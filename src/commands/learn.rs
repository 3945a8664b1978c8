use anyhow::Result;
use colored::Colorize;

use knowledge_rag::core::entry::Source;
use knowledge_rag::core::paths::DataPaths;
use knowledge_rag::{IngestRequest, KnowledgeBase};

pub struct LearnArgs {
    pub question: Option<String>,
    pub answer: Option<String>,
    pub context: Option<String>,
    pub document: bool,
    pub tags: Vec<String>,
    pub json: bool,
}

pub fn run(paths: &DataPaths, args: LearnArgs) -> Result<()> {
    let source = if args.document { Source::Document } else { Source::User };
    let mut request = IngestRequest::new(source);
    if let Some(q) = args.question {
        request = request.question(q);
    }
    if let Some(a) = args.answer {
        request = request.answer(a);
    }
    if let Some(c) = args.context {
        request = request.context(c);
    }
    for tag in args.tags {
        request = request.tag(tag);
    }

    if request.question.is_none() && request.context.is_none() {
        anyhow::bail!("Provide --question or --context");
    }

    let kb = KnowledgeBase::open(paths)?;
    let report = kb.ingest(&request)?;

    if args.json {
        println!("{}", serde_json::to_string_pretty(&report)?);
        return Ok(());
    }

    if report.updated > 0 {
        println!("{} Updated existing entry for this question", "✓".green());
    }
    if report.inserted > 0 {
        println!(
            "{} Stored {} new {} entries ({} chunks)",
            "✓".green(),
            report.inserted.to_string().cyan(),
            source,
            report.chunks
        );
    }
    Ok(())
}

■ What to produce ■
The word "core" may appear in several lines of the data; copy every line where it does.

■ Answer for the task ■
use knowledge_rag::core::entry::Source;
use knowledge_rag::core::paths::DataPaths;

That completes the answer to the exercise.